Türk Ceza Kanuna göre fiili gerçekleştiren kişi fail olarak tanımlanmıştır. Verileri yok etmeme suçunun basit hali özgü nitelikli bir suçtur. Özgü suç, ancak belli sıfatlara sahip kişiler tarafından işlenebilir. Banka hesabını kapatan bir müşterinin verilerini yasal süre dolmasına rağmen yok etmeyen sorumlu banka çalışanı bu suçun faili olabilir. 

SUÇUN MAĞDURU 

Mağdur, kısaca işlenen suç eylemi nedeniyle haksızlığa uğrayan veya hakkı ihlal edilen kişiyi ifade etmektedir.
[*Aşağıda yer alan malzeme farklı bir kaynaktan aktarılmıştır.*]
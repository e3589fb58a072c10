//! End-to-end tests of the comment workflow against the file system store
//!
//! Each test gets its own temporary directory so records never leak between tests.

use once_cell::sync::Lazy;
use prereview_workflow::store::{FileSystemStateStore, StateStore};
use prereview_workflow::workflow::{
    AuthorId, Command, CommentId, CommentState, CommentText, CommentWorkflow, CompetingInterests,
    Doi, ExpectedCommand, HandlerError, NextStep, Persona, PrereviewId, PublishedComment,
    QueryError, Rejection, Requirement, StateTag, TerminalRedirect, WorkflowPolicy,
};
use tempfile::TempDir;

static AUTHOR: Lazy<AuthorId> = Lazy::new(|| AuthorId::parse("0000-0002-1825-0097").unwrap());
static OTHER_AUTHOR: Lazy<AuthorId> =
    Lazy::new(|| AuthorId::parse("0000-0001-5109-3700").unwrap());

fn workflow_in(dir: &TempDir) -> CommentWorkflow<FileSystemStateStore> {
    CommentWorkflow::new(
        FileSystemStateStore::new(dir.path()),
        WorkflowPolicy::default(),
    )
}

fn start() -> Command {
    Command::StartComment {
        author_id: AUTHOR.clone(),
        prereview_id: PrereviewId(12),
    }
}

fn text(value: &str) -> Command {
    Command::EnterComment {
        comment: CommentText::parse(value).unwrap(),
    }
}

async fn complete_draft(workflow: &CommentWorkflow<FileSystemStateStore>, id: CommentId) {
    for command in [
        start(),
        text("The methods section answers my earlier question."),
        Command::ChoosePersona {
            persona: Persona::Pseudonym,
        },
        Command::DeclareCompetingInterests {
            competing_interests: CompetingInterests::None,
        },
        Command::AgreeToCodeOfConduct,
        Command::ConfirmExistenceOfVerifiedEmailAddress,
    ] {
        workflow.handle(id, &AUTHOR, command).await.unwrap();
    }
}

#[tokio::test]
async fn starting_a_comment_records_the_author() {
    let dir = TempDir::new().unwrap();
    let workflow = workflow_in(&dir);
    let id = CommentId::new();

    let state = workflow.handle(id, &AUTHOR, start()).await.unwrap();

    match &state {
        CommentState::InProgress {
            author_id,
            prereview_id,
            draft,
        } => {
            assert_eq!(author_id, &*AUTHOR);
            assert_eq!(*prereview_id, PrereviewId(12));
            assert_eq!(draft, &Default::default());
        }
        other => panic!("expected in-progress comment, got {other:?}"),
    }
    assert!(dir.path().join(format!("{id}.state.json")).exists());
}

#[tokio::test]
async fn competing_interests_are_added_to_existing_text() {
    let dir = TempDir::new().unwrap();
    let workflow = workflow_in(&dir);
    let id = CommentId::new();
    workflow.handle(id, &AUTHOR, start()).await.unwrap();
    workflow
        .handle(id, &AUTHOR, text("Useful preprint"))
        .await
        .unwrap();

    let state = workflow
        .handle(
            id,
            &AUTHOR,
            Command::DeclareCompetingInterests {
                competing_interests: CompetingInterests::None,
            },
        )
        .await
        .unwrap();

    let CommentState::InProgress { draft, .. } = state else {
        panic!("expected in-progress comment");
    };
    assert_eq!(draft.comment.unwrap().as_str(), "Useful preprint");
    assert_eq!(draft.competing_interests, Some(CompetingInterests::None));
    assert_eq!(draft.persona, None);
}

#[tokio::test]
async fn finalize_needs_every_field() {
    let dir = TempDir::new().unwrap();
    let workflow = workflow_in(&dir);

    // One field missing: rejected and nothing changes
    let incomplete = CommentId::new();
    workflow.handle(incomplete, &AUTHOR, start()).await.unwrap();
    workflow
        .handle(incomplete, &AUTHOR, text("Missing the rest"))
        .await
        .unwrap();
    let before = workflow.get_state(incomplete).await.unwrap();
    assert_eq!(
        workflow.handle(incomplete, &AUTHOR, Command::Finalize).await,
        Err(HandlerError::Rejected(Rejection::Incomplete {
            missing: Requirement::Persona
        }))
    );
    assert_eq!(workflow.get_state(incomplete).await.unwrap(), before);

    let complete = CommentId::new();
    complete_draft(&workflow, complete).await;
    let state = workflow
        .handle(complete, &AUTHOR, Command::Finalize)
        .await
        .unwrap();
    assert_eq!(state.tag(), StateTag::ReadyForPublishing);
}

#[tokio::test]
async fn publishing_goes_through_being_published() {
    let dir = TempDir::new().unwrap();
    let workflow = workflow_in(&dir);
    let id = CommentId::new();
    complete_draft(&workflow, id).await;
    workflow.handle(id, &AUTHOR, Command::Finalize).await.unwrap();

    let pending = workflow
        .handle(id, &AUTHOR, Command::PublishComment)
        .await
        .unwrap();
    assert_eq!(pending.tag(), StateTag::BeingPublished);

    // The pending state survives a restart
    let reopened = workflow_in(&dir);
    assert_eq!(
        reopened.next_step_for(id, &AUTHOR).await,
        Ok(NextStep::Terminal(TerminalRedirect::PublishingInProgress))
    );

    let published = PublishedComment {
        doi: Doi::parse("10.5281/zenodo.10779311").unwrap(),
        id: 10779311,
    };
    let state = reopened
        .record_publication(id, published.clone())
        .await
        .unwrap();
    assert_eq!(state.published(), Some(published));
}

#[tokio::test]
async fn published_comments_refuse_every_command() {
    let dir = TempDir::new().unwrap();
    let workflow = workflow_in(&dir);
    let id = CommentId::new();
    complete_draft(&workflow, id).await;
    workflow.handle(id, &AUTHOR, Command::Finalize).await.unwrap();
    workflow
        .handle(id, &AUTHOR, Command::PublishComment)
        .await
        .unwrap();
    workflow
        .record_publication(
            id,
            PublishedComment {
                doi: Doi::parse("10.5281/zenodo.1").unwrap(),
                id: 1,
            },
        )
        .await
        .unwrap();
    let published = workflow.get_state(id).await.unwrap();

    for command in [
        start(),
        text("Edited after publication"),
        Command::AgreeToCodeOfConduct,
        Command::Finalize,
        Command::PublishComment,
    ] {
        assert_eq!(
            workflow.handle(id, &AUTHOR, command).await,
            Err(HandlerError::Rejected(Rejection::AlreadyPublished))
        );
    }
    assert_eq!(workflow.get_state(id).await.unwrap(), published);
}

#[tokio::test]
async fn another_author_cannot_tell_the_comment_exists() {
    let dir = TempDir::new().unwrap();
    let workflow = workflow_in(&dir);
    let id = CommentId::new();
    workflow.handle(id, &AUTHOR, start()).await.unwrap();
    let unknown = CommentId::new();

    assert_eq!(
        workflow.get_state_for(id, &OTHER_AUTHOR).await,
        Err(QueryError::NotFound)
    );
    assert_eq!(
        workflow.get_state_for(id, &OTHER_AUTHOR).await,
        workflow.get_state_for(unknown, &OTHER_AUTHOR).await
    );
    assert_eq!(
        workflow.next_step_for(id, &OTHER_AUTHOR).await,
        workflow.next_step_for(unknown, &OTHER_AUTHOR).await
    );
    assert_eq!(
        workflow
            .handle(id, &OTHER_AUTHOR, text("Not mine to write"))
            .await,
        workflow
            .handle(unknown, &OTHER_AUTHOR, text("Not mine to write"))
            .await
    );

    // The owner still sees the untouched draft
    assert_eq!(
        workflow.next_step_for(id, &AUTHOR).await,
        Ok(NextStep::Expected(ExpectedCommand::EnterComment))
    );
}

#[tokio::test]
async fn confirming_email_twice_gives_the_same_state() {
    let dir = TempDir::new().unwrap();
    let workflow = workflow_in(&dir);
    let id = CommentId::new();
    workflow.handle(id, &AUTHOR, start()).await.unwrap();

    let first = workflow
        .handle(id, &AUTHOR, Command::ConfirmExistenceOfVerifiedEmailAddress)
        .await
        .unwrap();
    let version = workflow.store().get(id).await.unwrap().version;
    let second = workflow
        .handle(id, &AUTHOR, Command::ConfirmExistenceOfVerifiedEmailAddress)
        .await
        .unwrap();

    assert_eq!(first, second);
    assert_eq!(workflow.store().get(id).await.unwrap().version, version);
}

#[tokio::test]
async fn email_step_is_skipped_when_not_required() {
    let dir = TempDir::new().unwrap();
    let workflow = CommentWorkflow::new(
        FileSystemStateStore::new(dir.path()),
        WorkflowPolicy {
            require_verified_email: false,
        },
    );
    let id = CommentId::new();
    for command in [
        start(),
        text("No email needed"),
        Command::ChoosePersona {
            persona: Persona::Public,
        },
        Command::DeclareCompetingInterests {
            competing_interests: CompetingInterests::declared("I work in the same lab").unwrap(),
        },
        Command::AgreeToCodeOfConduct,
    ] {
        workflow.handle(id, &AUTHOR, command).await.unwrap();
    }

    assert_eq!(
        workflow.next_step_for(id, &AUTHOR).await,
        Ok(NextStep::Expected(ExpectedCommand::Finalize))
    );
    assert!(workflow.handle(id, &AUTHOR, Command::Finalize).await.is_ok());
}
Verileri yok etmeme suçunun mağduru ile ilgili yasada özel bir düzenleme bulunmamakta olup; herkes bu suçun mağduru sıfatında olabilir. 

SUÇUN MADDİ UNSURU 

Türk Ceza Kanununun 138/1 hükmü uyarınca kanunların belirlediği süreler geçmiş olmasına rağmen verileri sistem içinde yok etmekle görevli kişilerin bu görevlerini yerine getirmemeleri suç olarak belirtilmiştir. Yok etme; fiziki belgelerin geri dönüşü olmayacak şekilde ortadan kaldırılmasını; bilişim sisteminde yer alan bilgilerinse herhangi bir kopyası kalmayacak şekilde silinmesini ifade eder. Verileri yok etmeme suçu ihmali suçun bir örneği olarak karşımıza çıkmaktadır. Verileri yok etmeme suçu kesintisiz (mütemadi) suç niteliğindedir. 

SUÇUN MANEVİ UNSURU 

Verileri yok etmeme suçu, sadece kasten işlenebilir. Kast, kanunun suç olarak kabul ettiği bir fiilin ve onu meydana getirecek hareketin neticesini bilerek ve isteyerek işleme iradesidir. Bu suçun taksirle işlenebilmesi hukuken mümkün değildir. Genel kastla işlenebilen suçların olası kastla da işlenebileceği kaidesi göz önüne alındığında verileri yok etmeme suçunun olası kastla işlenmesi de mümkündür. 

HUKUKA AYKIRILIK UNSURU 

TCK 26/2 maddesi uyarınca kişinin üzerinde mutlak surette tasarruf edebileceği bir hakkına ilişkin olmak üzere, açıkladığı rızası çerçevesinde işlenen fiilden dolayı kimseye ceza verilmez. Uygulamada hakim olan görüşe göre ilgilinin rızasının bulunması verileri yok etmeme suçunda hukuka uygunluk sebebi olarak kabul edilmektedir. Aksini savunan doktrin görüşler de mevcuttur.  

SUÇUN NİTELİKLİ HALLERİ 

TCK MADDE 138/2 uyarınca; suçun konusunun Ceza Muhakemesi Kanunu hükümlerine göre ortadan kaldırılması veya yok edilmesi gereken veri olması hâlinde verilecek ceza bir kat artırılır. Bu duruma bir örnek vermek gerekirse CMK 135 sonucu elde edilen iletişim içeriklerinin ne zaman yok edileceği, CMK 137’ de belirtilmiştir. Bu duruma aykırılık suçun nitelikli halini oluşturur. 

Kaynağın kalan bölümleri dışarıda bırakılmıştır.